17 Ağustos depreminden hemen sonra, Ecevit Hükümeti Türkiye Deprem Konseyi’ni kurdu. Aykut Barka Deprem Konseyi’nin eş başkanı seçildi. Üniversiteler, yerel yönetimler, STK’lar, Devletin çatısı altında multi disipliner bir çalışmaya girdi. Yapı denetim başlatıldı. Yapı Denetim şirketlerinin bağımsız olması önemliydi. Rüşvet mekanizması ortadan kaldırıldı. Kentsel dönüşüm başlatıldı. Barka,  İTÜ Avrasya Yer Bilimleri Enstitüsü’nde Öğretim Üyesi olarak araştırmalarına devam ediyordu. Barka ile Japonlardan oluşan uluslararası bir ekip, önümüzdeki 30 sene içinde İstanbul'u ve burada yaşayan 20 milyon insanı etkileyecek büyük bir deprem ihtimalini yüzde 62 olarak belirtmişlerdi. Sırada büyük İstanbul Depremi vardı. 

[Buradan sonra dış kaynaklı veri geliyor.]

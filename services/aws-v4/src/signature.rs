use log::debug;
use sigv4_core::time::{format_iso8601, DateTime};
use sigv4_core::Result;

use crate::canonical::CanonicalRequest;
use crate::key::SigningKey;
use crate::SigningAlgorithm;

/// A computed signature and the scope it was computed for.
#[derive(Debug, Clone, PartialEq, Eq)]
pub struct Signature {
    /// Lowercase hex.
    pub signature: String,
    /// `<date>/<region>/<service>/aws4_request`
    pub credential_scope: String,
}

/// Build the string to sign:
///
/// ```text
/// AWS4-HMAC-SHA256
/// 20150830T123600Z
/// 20150830/us-east-1/iam/aws4_request
/// <hex digest of canonical request>
/// ```
pub fn string_to_sign(
    algorithm: SigningAlgorithm,
    amz_date: &str,
    credential_scope: &str,
    canonical_request_digest: &str,
) -> String {
    format!(
        "{}\n{amz_date}\n{credential_scope}\n{canonical_request_digest}",
        algorithm.id()
    )
}

/// Sign `canonical_request` with a key derived for the same scope.
pub fn sign(
    canonical_request: &CanonicalRequest,
    timestamp: DateTime,
    credential_scope: &str,
    signing_key: &SigningKey,
    algorithm: SigningAlgorithm,
) -> Result<Signature> {
    let digest = canonical_request.hex_digest(algorithm);
    debug!("calculated canonical request digest: {digest}");

    let string_to_sign = string_to_sign(
        algorithm,
        &format_iso8601(timestamp),
        credential_scope,
        &digest,
    );
    debug!("calculated string to sign: {string_to_sign}");

    Ok(Signature {
        signature: sign_string(&string_to_sign, signing_key, algorithm),
        credential_scope: credential_scope.to_string(),
    })
}

/// Keyed hash of an already built string to sign, as lowercase hex.
pub fn sign_string(
    string_to_sign: &str,
    signing_key: &SigningKey,
    algorithm: SigningAlgorithm,
) -> String {
    hex::encode(algorithm.hmac(signing_key.as_bytes(), string_to_sign.as_bytes()))
}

Ancak ne yazık ki,  1 Şubat 2002’de beyin damarlarındaki tıkanıklık nedeniyle 24 gün süren yoğun bakım mücadelesinde yenik düştü. Barka’nın vefatından 6 yıl sonra AKP iktidarı tarafından Ulusal Deprem Konseyi lağv edildi. “Güncelliğini yitirdi” denildi.

Prof Dr. Naci Görür, iktidarın TÜBİTAK’a ilişkin politikasını protesto ederek TÜBİTAK Marmara Araştırma Merkezi (MAM) Başkanlığından istifa etti.

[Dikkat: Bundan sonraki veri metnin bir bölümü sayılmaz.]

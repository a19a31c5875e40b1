use std::fmt;
use thiserror::Error;

/// The error type for signing operations.
#[derive(Error, Debug)]
#[error("{kind}: {message}")]
pub struct Error {
    kind: ErrorKind,
    message: String,
    #[source]
    source: Option<anyhow::Error>,
}

/// The kind of error that occurred
#[derive(Debug, Clone, Copy, PartialEq, Eq)]
pub enum ErrorKind {
    /// The request can't be canonicalized: empty method, header names with
    /// control characters, unparseable URL and so on.
    MalformedRequest,

    /// The payload sentinel or precomputed payload hash is not recognized.
    UnsupportedBody,

    /// Credentials exist but are empty or malformed.
    InvalidCredentials,

    /// The requested digest/HMAC pair is not part of the supported set.
    UnsupportedAlgorithm,

    /// No signing timestamp was supplied.
    MissingTimestamp,

    /// Presigning was asked for with a non-positive expiry.
    InvalidExpiry,

    /// Configuration error (missing region/service, invalid values).
    ConfigInvalid,

    /// A received signature doesn't match the one computed locally.
    SignatureMismatch,

    /// A received request carries a timestamp too far from the verifier's clock.
    RequestTimeSkewed,

    /// Unexpected errors.
    Unexpected,
}

impl Error {
    /// Create a new error with the given kind and message
    pub fn new(kind: ErrorKind, message: impl Into<String>) -> Self {
        Self {
            kind,
            message: message.into(),
            source: None,
        }
    }

    /// Add a source error
    pub fn with_source(mut self, source: impl Into<anyhow::Error>) -> Self {
        self.source = Some(source.into());
        self
    }

    /// Get the error kind
    pub fn kind(&self) -> ErrorKind {
        self.kind
    }

    /// Check if this error is caused by the request the caller supplied.
    pub fn is_request_error(&self) -> bool {
        matches!(
            self.kind,
            ErrorKind::MalformedRequest | ErrorKind::UnsupportedBody
        )
    }
}

// Convenience constructors
impl Error {
    /// Create a malformed request error
    pub fn malformed_request(message: impl Into<String>) -> Self {
        Self::new(ErrorKind::MalformedRequest, message)
    }

    /// Create an unsupported body error
    pub fn unsupported_body(message: impl Into<String>) -> Self {
        Self::new(ErrorKind::UnsupportedBody, message)
    }

    /// Create an invalid credentials error
    pub fn invalid_credentials(message: impl Into<String>) -> Self {
        Self::new(ErrorKind::InvalidCredentials, message)
    }

    /// Create an unsupported algorithm error
    pub fn unsupported_algorithm(message: impl Into<String>) -> Self {
        Self::new(ErrorKind::UnsupportedAlgorithm, message)
    }

    /// Create a missing timestamp error
    pub fn missing_timestamp(message: impl Into<String>) -> Self {
        Self::new(ErrorKind::MissingTimestamp, message)
    }

    /// Create an invalid expiry error
    pub fn invalid_expiry(message: impl Into<String>) -> Self {
        Self::new(ErrorKind::InvalidExpiry, message)
    }

    /// Create a config invalid error
    pub fn config_invalid(message: impl Into<String>) -> Self {
        Self::new(ErrorKind::ConfigInvalid, message)
    }

    /// Create a signature mismatch error
    pub fn signature_mismatch(message: impl Into<String>) -> Self {
        Self::new(ErrorKind::SignatureMismatch, message)
    }

    /// Create a request time skewed error
    pub fn request_time_skewed(message: impl Into<String>) -> Self {
        Self::new(ErrorKind::RequestTimeSkewed, message)
    }

    /// Create an unexpected error
    pub fn unexpected(message: impl Into<String>) -> Self {
        Self::new(ErrorKind::Unexpected, message)
    }
}

impl fmt::Display for ErrorKind {
    fn fmt(&self, f: &mut fmt::Formatter<'_>) -> fmt::Result {
        match self {
            ErrorKind::MalformedRequest => write!(f, "malformed request"),
            ErrorKind::UnsupportedBody => write!(f, "unsupported body"),
            ErrorKind::InvalidCredentials => write!(f, "invalid credentials"),
            ErrorKind::UnsupportedAlgorithm => write!(f, "unsupported algorithm"),
            ErrorKind::MissingTimestamp => write!(f, "missing timestamp"),
            ErrorKind::InvalidExpiry => write!(f, "invalid expiry"),
            ErrorKind::ConfigInvalid => write!(f, "invalid configuration"),
            ErrorKind::SignatureMismatch => write!(f, "signature mismatch"),
            ErrorKind::RequestTimeSkewed => write!(f, "request time skewed"),
            ErrorKind::Unexpected => write!(f, "unexpected error"),
        }
    }
}

/// Convenience type alias for Results
pub type Result<T> = std::result::Result<T, Error>;

// Common From implementations
impl From<anyhow::Error> for Error {
    fn from(err: anyhow::Error) -> Self {
        Self::unexpected(err.to_string()).with_source(err)
    }
}

impl From<std::fmt::Error> for Error {
    fn from(err: std::fmt::Error) -> Self {
        Self::unexpected(err.to_string()).with_source(anyhow::Error::from(err))
    }
}

impl From<http::Error> for Error {
    fn from(err: http::Error) -> Self {
        Self::malformed_request(err.to_string()).with_source(anyhow::Error::from(err))
    }
}

impl From<http::header::InvalidHeaderValue> for Error {
    fn from(err: http::header::InvalidHeaderValue) -> Self {
        Self::malformed_request(err.to_string()).with_source(anyhow::Error::from(err))
    }
}

impl From<http::header::InvalidHeaderName> for Error {
    fn from(err: http::header::InvalidHeaderName) -> Self {
        Self::malformed_request(err.to_string()).with_source(anyhow::Error::from(err))
    }
}

impl From<http::header::ToStrError> for Error {
    fn from(err: http::header::ToStrError) -> Self {
        Self::malformed_request(err.to_string()).with_source(anyhow::Error::from(err))
    }
}

impl From<http::uri::InvalidUri> for Error {
    fn from(err: http::uri::InvalidUri) -> Self {
        Self::malformed_request(err.to_string()).with_source(anyhow::Error::from(err))
    }
}

impl From<http::uri::InvalidUriParts> for Error {
    fn from(err: http::uri::InvalidUriParts) -> Self {
        Self::malformed_request(err.to_string()).with_source(anyhow::Error::from(err))
    }
}

impl From<std::str::Utf8Error> for Error {
    fn from(err: std::str::Utf8Error) -> Self {
        Self::malformed_request(err.to_string()).with_source(anyhow::Error::from(err))
    }
}

impl From<chrono::ParseError> for Error {
    fn from(err: chrono::ParseError) -> Self {
        Self::malformed_request(err.to_string()).with_source(anyhow::Error::from(err))
    }
}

Sonraki yıllarda  üst üste ilan edilen imar aflarının tanığı olduk. Güncelliğini yitiren deprem 6 Şubat’ta bir kez daha kendini acımasızca hatırlattığında, devlet bir kez daha bu yüzleşmenin altında kaldı. Resmi olarak 45 bin insanımızı kaybettik. Gerçekte kaç kişinin öldüğünü hiçbir zaman bilemeyeceğiz. Naci Hoca KAF kadar Doğu Anadolu Fay Hattı’na da dikkat çekmiş, “Maraş Depremi mutlaka olacak” demişti.

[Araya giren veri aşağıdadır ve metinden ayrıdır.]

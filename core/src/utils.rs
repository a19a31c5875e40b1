//! Utility functions and types.

use std::fmt::Debug;

/// Redacts a string by replacing all but the first and last three characters with asterisks.
///
/// - If the input string has fewer than 12 characters, it should be entirely redacted.
/// - If the input string has 12 or more characters, only the first three and the last three.
///
/// This design is to allow users to distinguish between different redacted strings but avoid
/// leaking sensitive information.
pub struct Redact<'a>(&'a str);

impl<'a> From<&'a str> for Redact<'a> {
    fn from(value: &'a str) -> Self {
        Redact(value)
    }
}

impl<'a> From<&'a String> for Redact<'a> {
    fn from(value: &'a String) -> Self {
        Redact(value.as_str())
    }
}

impl<'a> From<&'a [u8]> for Redact<'a> {
    fn from(value: &'a [u8]) -> Self {
        // Raw key material is never rendered, only whether it is empty.
        Redact(if value.is_empty() { "" } else { "<binary>" })
    }
}

impl<'a> From<&'a Option<String>> for Redact<'a> {
    fn from(value: &'a Option<String>) -> Self {
        match value {
            None => Redact(""),
            Some(v) => Redact(v),
        }
    }
}

impl<'a> Debug for Redact<'a> {
    fn fmt(&self, f: &mut std::fmt::Formatter<'_>) -> std::fmt::Result {
        let length = self.0.len();
        if length == 0 {
            f.write_str("EMPTY")
        } else if length < 12 {
            f.write_str("***")
        } else {
            f.write_str(&self.0[..3])?;
            f.write_str("***")?;
            f.write_str(&self.0[length - 3..])
        }
    }
}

Ancak ne iktidar, ne halk olarak büyük depremlerin güncelliğini koruduğuna inanmak istemiyor, Naci Hoca’nın ve birçok yer bilimcinin uyarılarını kulağımızın arkasına atıyoruz.

Türkiye’nin büyük kentleri, Türkiye’yi besleyen, en çok vergi veren metropolü İstanbul başta olmak üzere, İzmir, Muğla, Adana, Eskişehir ve Antalya büyük depremi üretecek fayların üzerinde! 

Dün gece Antalya’daki depremi hissettiğim saniyelerde şunu düşündüm. Antalya bugün dünyanın turizm başkentlerinden biri. Kış, yaz farketmiyor. Yılın her ayı dünyanın dört bir yanından Antalya’ya turist yağıyor. Her yıl 10 milyona yakın turiste ev  sahipliği yapan kentin kalbi, merkezi,  neden bu kadar dökük, bu kadar eski?

Işıklar Caddesi, Atatürk Caddesi, Yüzüncü Yıl caddesi, tarihi öneme sahip Haşim İşcan Mahallesi, neden bu kadar sahipsiz bırakılmış?

Antalya bana  Hatay’ın depremden önceki halini hatırlatıyor.  40 yıllık, 50 yıllık,  7, 8 hatta 10 katlı binalar,  turistlere “hoşgeldiniz” diyor!

Neden bunca yıldır el atılmamış? 

Eminim ki Kaleiçi’ne uğrayan her turist bunu soruyordur. 

Dünkü 5.2’lik sarsıntı bir kez daha “depremin güncelliğini koruduğunu” hatırlattı. 

Binaların yenilenmesi için şehirlerin yok olması mı gerekiyor? 

İnsanlar yok olduktan sonra, neye yarar temel atma törenleri?